* WHAT IS REQUIRED *
Give only the number of lines below that contain the word "ValidationError".

* DATA PROVIDED *
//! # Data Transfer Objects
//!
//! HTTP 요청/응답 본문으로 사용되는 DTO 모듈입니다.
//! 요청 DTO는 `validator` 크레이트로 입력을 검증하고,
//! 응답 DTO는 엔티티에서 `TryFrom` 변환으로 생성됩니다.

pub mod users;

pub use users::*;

==

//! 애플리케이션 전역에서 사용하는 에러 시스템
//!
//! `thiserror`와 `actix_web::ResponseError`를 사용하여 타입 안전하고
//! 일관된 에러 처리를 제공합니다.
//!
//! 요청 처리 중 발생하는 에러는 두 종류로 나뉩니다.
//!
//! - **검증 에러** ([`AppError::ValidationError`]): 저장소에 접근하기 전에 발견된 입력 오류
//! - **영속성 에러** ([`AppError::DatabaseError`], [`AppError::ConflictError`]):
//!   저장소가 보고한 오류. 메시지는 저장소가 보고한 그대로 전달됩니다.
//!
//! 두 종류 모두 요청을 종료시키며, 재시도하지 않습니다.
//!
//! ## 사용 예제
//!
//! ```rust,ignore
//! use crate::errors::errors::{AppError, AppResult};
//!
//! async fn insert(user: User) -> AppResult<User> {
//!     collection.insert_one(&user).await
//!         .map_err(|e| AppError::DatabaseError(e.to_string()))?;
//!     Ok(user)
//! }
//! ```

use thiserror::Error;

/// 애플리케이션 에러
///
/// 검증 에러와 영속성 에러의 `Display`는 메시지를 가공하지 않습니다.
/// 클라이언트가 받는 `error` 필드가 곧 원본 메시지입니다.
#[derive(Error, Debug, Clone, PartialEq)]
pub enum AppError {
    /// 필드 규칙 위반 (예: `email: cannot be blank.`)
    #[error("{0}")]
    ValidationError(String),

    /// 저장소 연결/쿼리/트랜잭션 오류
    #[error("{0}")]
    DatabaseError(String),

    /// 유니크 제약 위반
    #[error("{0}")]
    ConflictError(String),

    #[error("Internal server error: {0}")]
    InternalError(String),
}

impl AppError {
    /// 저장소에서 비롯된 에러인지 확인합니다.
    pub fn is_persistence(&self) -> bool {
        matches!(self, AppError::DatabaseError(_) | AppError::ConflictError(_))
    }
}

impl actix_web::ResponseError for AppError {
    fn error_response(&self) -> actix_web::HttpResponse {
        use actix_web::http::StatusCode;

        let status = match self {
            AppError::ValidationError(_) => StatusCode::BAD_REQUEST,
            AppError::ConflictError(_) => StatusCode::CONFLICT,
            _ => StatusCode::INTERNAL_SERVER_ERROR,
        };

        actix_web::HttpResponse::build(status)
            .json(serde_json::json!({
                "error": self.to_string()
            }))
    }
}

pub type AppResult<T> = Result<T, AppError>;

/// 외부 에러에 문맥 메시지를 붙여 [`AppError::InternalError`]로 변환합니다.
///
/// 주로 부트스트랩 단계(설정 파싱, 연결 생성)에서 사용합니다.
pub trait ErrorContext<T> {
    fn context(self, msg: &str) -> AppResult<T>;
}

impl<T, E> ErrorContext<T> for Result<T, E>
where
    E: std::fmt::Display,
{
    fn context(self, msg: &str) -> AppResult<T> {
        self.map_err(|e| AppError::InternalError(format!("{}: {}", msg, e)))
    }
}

* SOLVED PROBLEM *
3